YOUR TASK: From the line below that contains "sets them itself." to the line that contains "winning on conflicts.", repeat every line exactly, both ends included, and nothing else.

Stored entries
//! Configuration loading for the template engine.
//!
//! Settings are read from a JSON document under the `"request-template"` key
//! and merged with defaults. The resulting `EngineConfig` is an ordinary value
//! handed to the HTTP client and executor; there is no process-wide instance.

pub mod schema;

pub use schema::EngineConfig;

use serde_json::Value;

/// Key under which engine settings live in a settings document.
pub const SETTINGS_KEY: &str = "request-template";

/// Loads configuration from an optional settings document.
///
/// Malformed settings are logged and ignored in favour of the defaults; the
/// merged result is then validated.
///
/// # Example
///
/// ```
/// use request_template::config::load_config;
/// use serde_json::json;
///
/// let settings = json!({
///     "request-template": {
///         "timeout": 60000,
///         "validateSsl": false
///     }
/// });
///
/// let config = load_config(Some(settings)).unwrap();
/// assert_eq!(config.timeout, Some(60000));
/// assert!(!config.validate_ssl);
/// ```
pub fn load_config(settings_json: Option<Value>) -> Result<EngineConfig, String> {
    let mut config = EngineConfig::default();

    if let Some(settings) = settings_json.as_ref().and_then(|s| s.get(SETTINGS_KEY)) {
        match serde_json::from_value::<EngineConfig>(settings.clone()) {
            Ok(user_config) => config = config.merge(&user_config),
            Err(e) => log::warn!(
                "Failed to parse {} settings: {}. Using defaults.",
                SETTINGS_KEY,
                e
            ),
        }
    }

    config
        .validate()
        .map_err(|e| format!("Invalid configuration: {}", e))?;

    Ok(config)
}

...

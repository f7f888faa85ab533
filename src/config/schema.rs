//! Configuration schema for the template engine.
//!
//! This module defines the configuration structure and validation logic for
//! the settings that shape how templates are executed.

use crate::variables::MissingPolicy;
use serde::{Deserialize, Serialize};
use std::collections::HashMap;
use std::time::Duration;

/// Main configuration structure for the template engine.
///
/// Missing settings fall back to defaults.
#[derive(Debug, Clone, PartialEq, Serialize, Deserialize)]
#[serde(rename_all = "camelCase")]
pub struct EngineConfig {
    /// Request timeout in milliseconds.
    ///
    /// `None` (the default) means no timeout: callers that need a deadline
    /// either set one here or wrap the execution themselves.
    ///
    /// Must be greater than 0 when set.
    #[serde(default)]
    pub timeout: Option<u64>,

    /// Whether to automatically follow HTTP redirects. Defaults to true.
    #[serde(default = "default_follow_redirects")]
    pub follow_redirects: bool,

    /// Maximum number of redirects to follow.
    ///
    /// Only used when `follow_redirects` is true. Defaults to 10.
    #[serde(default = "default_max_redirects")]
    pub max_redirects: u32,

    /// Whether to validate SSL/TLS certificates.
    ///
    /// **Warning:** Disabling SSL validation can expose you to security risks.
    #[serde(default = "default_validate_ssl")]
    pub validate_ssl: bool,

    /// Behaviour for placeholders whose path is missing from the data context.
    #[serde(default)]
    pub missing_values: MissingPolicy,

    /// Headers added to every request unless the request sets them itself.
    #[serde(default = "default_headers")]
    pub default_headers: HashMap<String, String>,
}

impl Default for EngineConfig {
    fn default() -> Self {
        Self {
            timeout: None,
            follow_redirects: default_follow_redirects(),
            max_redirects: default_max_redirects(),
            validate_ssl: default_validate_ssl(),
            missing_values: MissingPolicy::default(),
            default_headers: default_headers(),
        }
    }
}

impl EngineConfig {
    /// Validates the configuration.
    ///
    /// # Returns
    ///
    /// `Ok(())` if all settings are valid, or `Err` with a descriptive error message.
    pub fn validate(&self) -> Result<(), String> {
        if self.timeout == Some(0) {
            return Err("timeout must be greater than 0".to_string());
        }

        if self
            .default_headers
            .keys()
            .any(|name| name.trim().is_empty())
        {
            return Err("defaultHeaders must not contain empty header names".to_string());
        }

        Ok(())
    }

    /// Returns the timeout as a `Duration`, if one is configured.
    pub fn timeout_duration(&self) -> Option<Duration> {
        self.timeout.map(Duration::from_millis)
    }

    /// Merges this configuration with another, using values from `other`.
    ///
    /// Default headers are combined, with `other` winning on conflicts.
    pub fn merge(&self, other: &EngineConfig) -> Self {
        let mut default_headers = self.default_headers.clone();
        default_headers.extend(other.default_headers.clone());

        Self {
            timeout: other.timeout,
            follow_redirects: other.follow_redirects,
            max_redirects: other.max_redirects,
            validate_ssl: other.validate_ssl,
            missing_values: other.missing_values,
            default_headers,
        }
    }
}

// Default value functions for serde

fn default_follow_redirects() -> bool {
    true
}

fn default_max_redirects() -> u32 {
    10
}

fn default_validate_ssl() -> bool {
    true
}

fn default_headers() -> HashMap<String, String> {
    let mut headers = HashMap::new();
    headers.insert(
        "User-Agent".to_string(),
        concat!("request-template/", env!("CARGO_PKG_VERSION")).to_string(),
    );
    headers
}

RESULT OF THE TASK:
    /// Headers added to every request unless the request sets them itself.
    #[serde(default = "default_headers")]
    pub default_headers: HashMap<String, String>,
}

impl Default for EngineConfig {
    fn default() -> Self {
        Self {
            timeout: None,
            follow_redirects: default_follow_redirects(),
            max_redirects: default_max_redirects(),
            validate_ssl: default_validate_ssl(),
            missing_values: MissingPolicy::default(),
            default_headers: default_headers(),
        }
    }
}

impl EngineConfig {
    /// Validates the configuration.
    ///
    /// # Returns
    ///
    /// `Ok(())` if all settings are valid, or `Err` with a descriptive error message.
    pub fn validate(&self) -> Result<(), String> {
        if self.timeout == Some(0) {
            return Err("timeout must be greater than 0".to_string());
        }

        if self
            .default_headers
            .keys()
            .any(|name| name.trim().is_empty())
        {
            return Err("defaultHeaders must not contain empty header names".to_string());
        }

        Ok(())
    }

    /// Returns the timeout as a `Duration`, if one is configured.
    pub fn timeout_duration(&self) -> Option<Duration> {
        self.timeout.map(Duration::from_millis)
    }

    /// Merges this configuration with another, using values from `other`.
    ///
    /// Default headers are combined, with `other` winning on conflicts.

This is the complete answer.